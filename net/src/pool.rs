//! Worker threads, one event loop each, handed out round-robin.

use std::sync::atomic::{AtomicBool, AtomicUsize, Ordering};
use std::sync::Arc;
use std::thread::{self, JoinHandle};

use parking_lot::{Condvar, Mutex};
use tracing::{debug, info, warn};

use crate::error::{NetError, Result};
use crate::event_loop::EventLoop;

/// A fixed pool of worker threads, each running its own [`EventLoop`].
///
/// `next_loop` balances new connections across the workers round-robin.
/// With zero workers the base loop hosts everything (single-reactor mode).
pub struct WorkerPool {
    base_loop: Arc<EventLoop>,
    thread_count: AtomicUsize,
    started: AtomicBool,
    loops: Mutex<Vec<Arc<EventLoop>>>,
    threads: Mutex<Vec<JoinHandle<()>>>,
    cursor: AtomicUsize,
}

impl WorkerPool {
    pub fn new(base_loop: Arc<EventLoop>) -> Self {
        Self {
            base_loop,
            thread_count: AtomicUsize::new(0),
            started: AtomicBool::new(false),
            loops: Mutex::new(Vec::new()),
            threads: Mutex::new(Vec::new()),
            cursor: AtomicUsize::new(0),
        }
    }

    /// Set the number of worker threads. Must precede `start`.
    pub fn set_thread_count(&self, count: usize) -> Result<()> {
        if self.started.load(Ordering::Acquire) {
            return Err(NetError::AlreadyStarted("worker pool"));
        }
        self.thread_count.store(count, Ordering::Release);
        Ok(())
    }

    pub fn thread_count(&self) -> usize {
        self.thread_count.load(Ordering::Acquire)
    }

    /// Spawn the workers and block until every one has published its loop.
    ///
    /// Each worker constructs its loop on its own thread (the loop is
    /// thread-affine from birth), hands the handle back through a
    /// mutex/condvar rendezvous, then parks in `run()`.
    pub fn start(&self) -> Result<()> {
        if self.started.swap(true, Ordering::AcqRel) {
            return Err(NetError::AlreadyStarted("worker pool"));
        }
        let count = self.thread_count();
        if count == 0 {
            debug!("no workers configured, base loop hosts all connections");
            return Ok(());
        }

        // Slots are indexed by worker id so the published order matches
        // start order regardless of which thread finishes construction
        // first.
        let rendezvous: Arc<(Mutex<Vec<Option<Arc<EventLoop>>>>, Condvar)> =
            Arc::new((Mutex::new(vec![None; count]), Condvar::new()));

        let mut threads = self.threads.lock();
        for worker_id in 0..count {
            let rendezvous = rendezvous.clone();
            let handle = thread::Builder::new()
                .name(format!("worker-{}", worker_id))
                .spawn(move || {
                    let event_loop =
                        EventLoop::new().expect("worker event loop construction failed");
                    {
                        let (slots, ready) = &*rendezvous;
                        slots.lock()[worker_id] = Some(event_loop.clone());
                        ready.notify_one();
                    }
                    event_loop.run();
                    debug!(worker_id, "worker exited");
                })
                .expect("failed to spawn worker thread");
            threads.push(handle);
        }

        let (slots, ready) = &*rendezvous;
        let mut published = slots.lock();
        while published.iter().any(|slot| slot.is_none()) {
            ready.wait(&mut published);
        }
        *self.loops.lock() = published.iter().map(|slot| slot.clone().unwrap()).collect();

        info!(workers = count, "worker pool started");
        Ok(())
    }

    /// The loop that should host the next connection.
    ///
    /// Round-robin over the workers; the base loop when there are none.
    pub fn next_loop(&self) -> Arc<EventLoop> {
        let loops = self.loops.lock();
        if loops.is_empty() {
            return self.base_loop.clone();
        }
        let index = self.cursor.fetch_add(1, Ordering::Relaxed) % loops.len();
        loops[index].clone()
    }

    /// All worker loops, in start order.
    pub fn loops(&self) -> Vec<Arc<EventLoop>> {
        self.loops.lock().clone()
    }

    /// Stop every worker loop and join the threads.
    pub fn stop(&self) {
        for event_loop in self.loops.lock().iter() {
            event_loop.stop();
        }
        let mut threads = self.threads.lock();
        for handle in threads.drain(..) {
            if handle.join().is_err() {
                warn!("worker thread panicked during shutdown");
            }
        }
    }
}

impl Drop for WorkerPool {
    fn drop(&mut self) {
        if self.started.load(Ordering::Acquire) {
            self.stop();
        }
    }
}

━━━━━━━━━━━━━━━━

◆ Task
In how many lines of the data does the string "debug" appear? Give only the number.

◆ The answer
3